=== ENTRIES PROVIDED ===

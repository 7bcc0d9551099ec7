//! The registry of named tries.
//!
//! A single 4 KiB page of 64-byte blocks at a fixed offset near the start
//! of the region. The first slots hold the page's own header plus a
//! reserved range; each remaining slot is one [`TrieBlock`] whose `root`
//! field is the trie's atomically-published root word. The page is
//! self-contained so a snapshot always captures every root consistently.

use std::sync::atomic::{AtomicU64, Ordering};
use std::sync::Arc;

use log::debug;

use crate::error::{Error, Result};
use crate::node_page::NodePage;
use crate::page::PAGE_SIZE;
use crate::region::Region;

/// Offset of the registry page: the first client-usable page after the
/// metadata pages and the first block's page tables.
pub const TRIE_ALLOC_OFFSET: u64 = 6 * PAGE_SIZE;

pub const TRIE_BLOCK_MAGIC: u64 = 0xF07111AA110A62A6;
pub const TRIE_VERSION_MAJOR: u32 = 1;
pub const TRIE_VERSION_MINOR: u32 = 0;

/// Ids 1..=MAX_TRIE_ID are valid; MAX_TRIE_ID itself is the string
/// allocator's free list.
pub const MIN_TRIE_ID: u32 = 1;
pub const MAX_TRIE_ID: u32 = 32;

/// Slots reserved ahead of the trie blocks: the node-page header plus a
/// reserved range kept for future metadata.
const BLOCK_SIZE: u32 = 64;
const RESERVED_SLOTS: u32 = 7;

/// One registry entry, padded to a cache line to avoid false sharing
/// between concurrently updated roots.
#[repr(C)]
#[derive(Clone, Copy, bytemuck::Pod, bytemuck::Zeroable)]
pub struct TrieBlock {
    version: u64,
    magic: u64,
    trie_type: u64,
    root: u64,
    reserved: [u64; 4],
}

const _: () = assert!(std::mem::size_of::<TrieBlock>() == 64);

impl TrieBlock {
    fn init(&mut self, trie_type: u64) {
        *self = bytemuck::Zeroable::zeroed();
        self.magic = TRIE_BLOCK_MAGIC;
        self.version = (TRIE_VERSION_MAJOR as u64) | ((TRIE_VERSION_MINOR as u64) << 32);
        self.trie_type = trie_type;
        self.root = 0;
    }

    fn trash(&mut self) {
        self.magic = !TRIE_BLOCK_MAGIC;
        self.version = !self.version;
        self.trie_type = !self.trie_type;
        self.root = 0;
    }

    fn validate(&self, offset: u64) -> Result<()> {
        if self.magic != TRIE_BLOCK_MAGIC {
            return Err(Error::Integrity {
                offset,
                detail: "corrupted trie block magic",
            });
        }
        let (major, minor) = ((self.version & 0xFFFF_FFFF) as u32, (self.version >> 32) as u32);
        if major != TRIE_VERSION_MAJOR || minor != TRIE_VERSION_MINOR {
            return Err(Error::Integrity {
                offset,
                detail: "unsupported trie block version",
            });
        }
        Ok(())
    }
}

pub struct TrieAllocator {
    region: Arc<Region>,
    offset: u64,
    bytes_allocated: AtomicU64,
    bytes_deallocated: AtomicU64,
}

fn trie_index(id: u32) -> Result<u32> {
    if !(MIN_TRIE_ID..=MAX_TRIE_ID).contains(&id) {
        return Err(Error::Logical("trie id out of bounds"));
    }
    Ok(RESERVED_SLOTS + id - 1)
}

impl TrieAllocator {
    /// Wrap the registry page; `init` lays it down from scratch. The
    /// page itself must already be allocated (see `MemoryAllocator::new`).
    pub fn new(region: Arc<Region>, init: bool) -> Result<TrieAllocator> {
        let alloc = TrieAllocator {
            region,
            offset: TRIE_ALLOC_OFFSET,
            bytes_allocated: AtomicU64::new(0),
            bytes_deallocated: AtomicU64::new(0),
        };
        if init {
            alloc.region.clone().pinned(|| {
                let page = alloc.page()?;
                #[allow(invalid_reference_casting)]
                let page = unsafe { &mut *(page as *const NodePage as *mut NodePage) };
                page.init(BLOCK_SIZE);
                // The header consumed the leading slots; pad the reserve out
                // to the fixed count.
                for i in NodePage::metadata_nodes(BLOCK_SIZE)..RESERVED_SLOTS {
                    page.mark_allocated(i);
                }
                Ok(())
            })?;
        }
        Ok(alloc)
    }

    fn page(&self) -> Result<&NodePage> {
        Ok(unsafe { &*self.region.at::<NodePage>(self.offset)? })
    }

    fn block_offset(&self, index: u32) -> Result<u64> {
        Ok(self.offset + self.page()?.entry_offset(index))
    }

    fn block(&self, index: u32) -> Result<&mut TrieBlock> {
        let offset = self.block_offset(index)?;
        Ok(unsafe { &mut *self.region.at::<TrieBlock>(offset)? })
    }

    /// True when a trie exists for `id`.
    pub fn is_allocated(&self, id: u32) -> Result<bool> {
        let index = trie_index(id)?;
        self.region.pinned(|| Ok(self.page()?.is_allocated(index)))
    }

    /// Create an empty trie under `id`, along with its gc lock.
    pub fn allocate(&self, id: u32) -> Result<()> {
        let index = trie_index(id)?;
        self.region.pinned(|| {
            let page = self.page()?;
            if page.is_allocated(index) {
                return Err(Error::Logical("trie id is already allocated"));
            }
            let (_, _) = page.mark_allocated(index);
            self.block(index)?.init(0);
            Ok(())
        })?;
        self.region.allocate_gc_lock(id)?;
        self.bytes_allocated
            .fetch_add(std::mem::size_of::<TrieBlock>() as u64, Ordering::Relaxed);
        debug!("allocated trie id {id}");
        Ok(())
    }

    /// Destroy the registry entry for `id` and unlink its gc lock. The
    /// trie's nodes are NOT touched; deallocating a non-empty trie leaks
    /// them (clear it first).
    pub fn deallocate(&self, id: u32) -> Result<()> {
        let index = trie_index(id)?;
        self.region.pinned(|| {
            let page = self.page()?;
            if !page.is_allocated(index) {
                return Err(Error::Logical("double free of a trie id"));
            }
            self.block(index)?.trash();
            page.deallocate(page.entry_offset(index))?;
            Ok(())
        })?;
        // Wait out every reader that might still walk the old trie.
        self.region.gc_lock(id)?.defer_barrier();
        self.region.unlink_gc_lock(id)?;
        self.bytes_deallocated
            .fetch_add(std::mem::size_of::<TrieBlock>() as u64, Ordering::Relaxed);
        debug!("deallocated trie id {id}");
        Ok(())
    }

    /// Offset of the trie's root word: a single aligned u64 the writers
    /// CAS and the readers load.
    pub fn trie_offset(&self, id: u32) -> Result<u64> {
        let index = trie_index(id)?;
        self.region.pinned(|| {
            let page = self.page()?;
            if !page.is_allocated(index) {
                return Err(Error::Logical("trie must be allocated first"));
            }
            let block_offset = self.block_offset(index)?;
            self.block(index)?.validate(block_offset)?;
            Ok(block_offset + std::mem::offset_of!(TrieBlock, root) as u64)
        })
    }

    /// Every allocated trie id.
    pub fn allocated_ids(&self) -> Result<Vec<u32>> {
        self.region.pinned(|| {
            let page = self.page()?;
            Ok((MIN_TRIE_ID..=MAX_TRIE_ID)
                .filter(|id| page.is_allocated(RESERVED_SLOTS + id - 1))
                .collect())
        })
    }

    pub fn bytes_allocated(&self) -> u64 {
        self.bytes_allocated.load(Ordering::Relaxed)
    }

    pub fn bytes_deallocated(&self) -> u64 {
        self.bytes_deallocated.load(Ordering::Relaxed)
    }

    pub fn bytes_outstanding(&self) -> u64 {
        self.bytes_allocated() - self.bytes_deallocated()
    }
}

===

#### [WHAT YOU SHOULD DO]
Lines that contain "detail" are to be copied from the records above.

#### [WORKED SOLUTION]
                detail: "corrupted trie block magic",
                detail: "unsupported trie block version",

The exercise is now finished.